* Work to complete
What lines of the data hold the string "LoggerError"? Pull each one out.

>>>

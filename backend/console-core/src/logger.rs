//! Logging setup: colored stdout plus a plain log file.

use crate::error::logger::LoggerError;

use common::ErrorLocation;

use std::io::stdout;
use std::path::Path;
use std::sync::Once;
use std::sync::atomic::{AtomicBool, Ordering};
use std::time::SystemTime;

use fern::Dispatch;
use fern::colors::Color::{Blue, Green, Magenta, Red, Yellow};
use fern::colors::ColoredLevelConfig;
use humantime::format_rfc3339;
use log::{LevelFilter, info, warn};

static INIT_LOGGER_ONCE: Once = Once::new();
static LOGGER_ALREADY_CALLED: AtomicBool = AtomicBool::new(false);

const LOG_FILE_NAME: &str = "pagercon.log";

#[cfg(debug_assertions)]
const LOG_LEVEL: LevelFilter = LevelFilter::Debug;

#[cfg(not(debug_assertions))]
const LOG_LEVEL: LevelFilter = LevelFilter::Info;

/// Initialize dual-output logging. Safe to call more than once; only
/// the first call configures anything.
pub fn initialize(log_dir: &Path) -> Result<(), LoggerError> {
    if LOGGER_ALREADY_CALLED.swap(true, Ordering::SeqCst) {
        warn!("Logger already initialized");
        return Ok(());
    }

    let mut result = Ok(());

    INIT_LOGGER_ONCE.call_once(|| {
        result = initialize_internal(log_dir);
        if result.is_ok() {
            info!("Logger initialized with level: {LOG_LEVEL:?}");
        }
    });

    result
}

fn initialize_internal(log_dir: &Path) -> Result<(), LoggerError> {
    let log_file_path = log_dir.join(LOG_FILE_NAME);

    let colors = ColoredLevelConfig::new()
        .debug(Blue)
        .info(Green)
        .warn(Yellow)
        .error(Red)
        .trace(Magenta);

    let stdout_dispatch = Dispatch::new()
        .format(move |out, message, record| {
            out.finish(format_args!(
                "[{date} {level}] {message} ({target})",
                date = format_rfc3339(SystemTime::now()),
                level = colors.color(record.level()),
                message = message,
                target = record.target(),
            ))
        })
        .chain(stdout());

    let file_dispatch = Dispatch::new()
        .format(move |out, message, record| {
            out.finish(format_args!(
                "[{date} {level}] {message} ({target})",
                date = format_rfc3339(SystemTime::now()),
                level = record.level(),
                message = message,
                target = record.target(),
            ))
        })
        .chain(fern::log_file(&log_file_path).map_err(|e| LoggerError::Init {
            message: format!("failed to create log file: {e}"),
            location: ErrorLocation::caller(),
        })?);

    Dispatch::new()
        .level(LOG_LEVEL)
        .chain(stdout_dispatch)
        .chain(file_dispatch)
        .apply()
        .map_err(|e| LoggerError::Init {
            message: format!("failed to apply logger config: {e}"),
            location: ErrorLocation::caller(),
        })?;

    Ok(())
}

<<<

* Answer to the exercise
use crate::error::logger::LoggerError;
pub fn initialize(log_dir: &Path) -> Result<(), LoggerError> {
fn initialize_internal(log_dir: &Path) -> Result<(), LoggerError> {
        .chain(fern::log_file(&log_file_path).map_err(|e| LoggerError::Init {
        .map_err(|e| LoggerError::Init {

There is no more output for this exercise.